Figure 5. Low-glucose microenvironment alters microglial cell activity and phagocytic capacity

Viability, global microglial cell activity and phagocytic capacity were investigated by using, XTT assay A., Griess assay B. and flow cytometry C., D., respectively. Low-glucose microenvironment (i.e. DMEM-Low), maintained for 24 hours, does not alter BV2 cell (i.e. immortalized murine microglial cell) viability A.. BV2 cells exposed for 24 hours to 750 μM of H₂O₂ were used as a positive control for cell death A.. Low-glucose medium (i.e. DMEM-Low) significantly decreases global microglial cell activity B., activation C. and phagocytic capacity D.. BV2 cells incubated on ice were used as negative control for the phagocytosis assay D.. DMEM-High (4500mg/L glucose) and DMEM-Low (1000mg/L glucose) medium were used. Data are means ± S.D. (n = 5 experiments per condition, 4 replicates per experiment for viability assay; n = 6 experiments per condition, 3 replicates per experiment for Griess assay; n = 5-6 samples per condition for flow cytometry). * P < 0.05, ** P < 0.01, *** P < 0.005, **** P < 0.0001 compared with DMEM High group; ^#### P < 0.0001 compared with control.
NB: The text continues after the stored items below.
use crate::coords::Rect;
use crate::render::backend::{GpuBackend, GpuResources};
use crate::render::buffer::VertexBuffer;
use crate::render::effect::Effect;
use crate::render::error::{ConstructionError, RenderError};
use crate::render::shader::ShaderProgram;

use super::state::{BatchOp, BatchState};
use super::{
    effect_blend, BatchConfig, BatchStats, MAX_VERTICES, PROJECTION_UNIFORM, QUAD_CORNERS,
    RESOLUTION_UNIFORM, TIME_UNIFORM, VERTICES_PER_QUAD,
};

const IDENTITY: [f32; 16] = [
    1.0, 0.0, 0.0, 0.0, //
    0.0, 1.0, 0.0, 0.0, //
    0.0, 0.0, 1.0, 0.0, //
    0.0, 0.0, 0.0, 1.0,
];

/// Accumulates quads for one effect and submits them in as few draw calls as fit.
///
/// Owns its vertex buffer and shader program exclusively; both are created in
/// [`new`](Self::new) and released together in [`dispose`](Self::dispose).
/// The projection and per-frame time are copied in from the caller.
///
/// Overflow policy: a `draw` that would exceed capacity first flushes the
/// pending vertices (one extra draw call), then continues. Draw order and
/// blend state are preserved across the split.
pub struct BatchRenderer<R: GpuResources> {
    effect: Effect,
    vertices: VertexBuffer<R>,
    shader: ShaderProgram<R>,
    state: BatchState,
    projection: [f32; 16],
    resolution: Option<[f32; 3]>,
    stats: BatchStats,
}

impl<R: GpuResources> BatchRenderer<R> {
    /// Compiles the effect and allocates a buffer of `config.capacity` vertices.
    ///
    /// Capacity is validated before anything touches the GPU. Shader compile or
    /// link failures abort construction.
    pub fn new(
        gpu: &mut impl GpuBackend<Resources = R>,
        effect: Effect,
        config: BatchConfig,
    ) -> Result<Self, RenderError> {
        let capacity = config.capacity;
        if capacity > MAX_VERTICES {
            return Err(ConstructionError::CapacityExceeded {
                requested: capacity,
                max: MAX_VERTICES,
            }
            .into());
        }
        if capacity < VERTICES_PER_QUAD {
            return Err(ConstructionError::CapacityTooSmall {
                requested: capacity,
                min: VERTICES_PER_QUAD,
            }
            .into());
        }

        let layout = effect.vertex_layout();
        let mut shader = ShaderProgram::compile(
            gpu,
            &effect.name,
            &effect.vertex_source,
            &effect.fragment_source,
            &layout,
        )?;

        let vertices = match VertexBuffer::new(gpu, &effect.name, layout, capacity, MAX_VERTICES) {
            Ok(v) => v,
            Err(e) => {
                shader.dispose(gpu);
                return Err(e.into());
            }
        };

        log::debug!(
            "batch renderer `{}` created ({capacity} vertices, {} floats/vertex)",
            effect.name,
            vertices.layout().floats_per_vertex()
        );

        Ok(Self {
            effect,
            vertices,
            shader,
            state: BatchState::Idle,
            projection: IDENTITY,
            resolution: None,
            stats: BatchStats::default(),
        })
    }

    #[inline]
    pub fn effect(&self) -> &Effect {
        &self.effect
    }

    #[inline]
    pub fn state(&self) -> BatchState {
        self.state
    }

    #[inline]
    pub fn is_drawing(&self) -> bool {
        self.state == BatchState::Drawing
    }

    /// Vertices queued since the last flush.
    #[inline]
    pub fn cursor(&self) -> usize {
        self.vertices.len()
    }

    #[inline]
    pub fn capacity(&self) -> usize {
        self.vertices.capacity()
    }

    #[inline]
    pub fn stats(&self) -> BatchStats {
        self.stats
    }

    #[inline]
    pub fn projection(&self) -> &[f32; 16] {
        &self.projection
    }

    /// Column-major projection × view matrix, read at the next `begin`.
    #[inline]
    pub fn set_projection(&mut self, projection: [f32; 16]) {
        self.projection = projection;
    }

    /// Drawable size in pixels, uploaded as `u_resolution = (w, h, 1)` at `begin`.
    #[inline]
    pub fn set_resolution(&mut self, width: f32, height: f32) {
        self.resolution = Some([width, height, 1.0]);
    }

    /// Queued vertices, interleaved.
    #[inline]
    pub fn queued_vertices(&self) -> &[f32] {
        self.vertices.vertices()
    }

    /// Starts a span: binds the shader, writes projection/time uniforms and
    /// enables blending.
    pub fn begin(
        &mut self,
        gpu: &mut impl GpuBackend<Resources = R>,
        time: f32,
    ) -> Result<(), RenderError> {
        let next = self.state.transition(BatchOp::Begin)?;

        self.vertices.clear();
        self.stats = BatchStats::default();

        self.shader.bind(gpu)?;
        self.shader.set_uniform_mat4(gpu, PROJECTION_UNIFORM, self.projection)?;
        self.shader.set_uniform_f32(gpu, TIME_UNIFORM, time)?;
        if let Some(resolution) = self.resolution {
            self.shader.set_uniform_vec3(gpu, RESOLUTION_UNIFORM, resolution)?;
        }
        gpu.set_blend(Some(effect_blend()));

        self.state = next;
        Ok(())
    }

    /// Queues one axis-aligned quad.
    ///
    /// Vertex order is `(x,y) (x+w,y) (x+w,y+h) (x+w,y+h) (x,y+h) (x,y)`; each
    /// vertex takes the effect's UV for its corner, independent of `rect`.
    pub fn draw(
        &mut self,
        gpu: &mut impl GpuBackend<Resources = R>,
        rect: Rect,
    ) -> Result<(), RenderError> {
        self.state.transition(BatchOp::Draw)?;

        if !self.vertices.reserve(VERTICES_PER_QUAD) {
            log::trace!(
                "batch `{}` full at {} vertices; flushing",
                self.effect.name,
                self.vertices.len()
            );
            self.stats.auto_flushes += 1;
            self.flush(gpu)?;
        }

        let corners = rect.corners();

        for corner in QUAD_CORNERS {
            let [x, y] = corners[corner].to_array();
            match &self.effect.uv_corners {
                Some(uv) => {
                    let [u, v] = uv[corner];
                    self.vertices.write_vertex(&[x, y, u, v]);
                }
                None => self.vertices.write_vertex(&[x, y]),
            }
        }

        self.stats.quads += 1;
        Ok(())
    }

    /// Ends the span: flushes, then disables blending.
    pub fn end(&mut self, gpu: &mut impl GpuBackend<Resources = R>) -> Result<(), RenderError> {
        let next = self.state.transition(BatchOp::End)?;

        let flushed = self.flush(gpu);
        gpu.set_blend(None);
        self.state = next;
        flushed?;

        log::trace!(
            "batch `{}` ended: {} quads, {} draw calls, {} auto-flushes",
            self.effect.name,
            self.stats.quads,
            self.stats.draw_calls,
            self.stats.auto_flushes
        );
        Ok(())
    }

    /// Uploads and draws the queued vertices, then resets the cursor.
    ///
    /// A no-op when nothing is queued. Does not end the span.
    pub fn flush(&mut self, gpu: &mut impl GpuBackend<Resources = R>) -> Result<(), RenderError> {
        self.state.transition(BatchOp::Flush)?;

        let count = self.vertices.len();
        if count == 0 {
            return Ok(());
        }

        let drawn = match self.vertices.upload(gpu, count) {
            Ok(()) => self.vertices.draw_triangles(gpu, &mut self.shader, count),
            Err(e) => Err(e),
        };
        // The cursor resets even when the draw failed.
        self.vertices.clear();
        drawn?;

        self.stats.draw_calls += 1;
        self.stats.vertices_submitted += count;
        log::trace!("batch `{}` flushed {count} vertices", self.effect.name);
        Ok(())
    }

    /// Releases the vertex buffer and shader program. Repeated calls do nothing.
    pub fn dispose(&mut self, gpu: &mut impl GpuBackend<Resources = R>) -> Result<(), RenderError> {
        let next = self.state.transition(BatchOp::Dispose)?;
        if self.state == BatchState::Disposed {
            return Ok(());
        }

        self.vertices.dispose(gpu);
        self.shader.dispose(gpu);
        self.state = next;

        log::debug!("batch renderer `{}` disposed", self.effect.name);
        Ok(())
    }
}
Figure 6. SCCH decreases ERK1/2 pathway activation

Western blot analysis was used to assess total A. and phosphorylated B. ERK1/2, which were corrected with β-actin expression level. SCCH does not affect total ERK1/2 expression A., but decreases ERK1/2 phosphorylation (i.e. activation) B.. Data are means ± SEM (n = 5-7 animals per group). * P < 0.05 compared with sham.